Der führt auf "Imperial Wax Solvent", der aktuellen Arbeit der zurzeit als Quintett aktiven Band, vom eklektizistisch mit Kontrabass eingespielten "Alton Towers" hin zum gar nicht altersmilden und augenzwinkernd autobiografisch eingefärbten "50 Year Old Man" nur über den Umweg eines sturen Technobeats ("Taurig"): Alles ist möglich. Stillstand ist der Tod.
Allerdings blieben The Fall bei jeder Adaptierung ihres Sounds auch immer eindeutig und unverkennbar The Fall. Smiths enigmatische, schlecht gelaunt hingeraunzten Texte zeitigten zu gern schlampig gespielten E-Gitarren überwiegend treibende Songs, die vor allem auf die Kraft der Repetition vertrauten.
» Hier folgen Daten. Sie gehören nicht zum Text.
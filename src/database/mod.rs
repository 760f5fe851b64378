pub mod manager;
pub mod memory;
pub mod postgres;
pub mod store;

pub use manager::{connect_lazy, open_store};
pub use memory::MemoryStore;
pub use postgres::PgDocumentStore;
pub use store::{strip_system_fields, Document, DocumentStore, Page, StoreError, SYSTEM_FIELDS};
Frei nach Attwenger: Es gibt Wiederholungen.
Dabei ist Smith, der heuer mit "Renegade: The Lives and Tales of Mark E. Smith" seine Memoiren veröffentlichte, als von kommerziellem Erfolg unbedankte, seit 30 Jahren kompromisslos arbeitende Rock-Zentralfigur, so etwas wie eine tatsächlich authentische Ausnahmeerscheinung in einer zunehmend angepassten Popkultur. Junge Menschen können hier noch etwas lernen! Live am Freitag im Rahmen der "faq"-Launchparty in der Wiener Arena.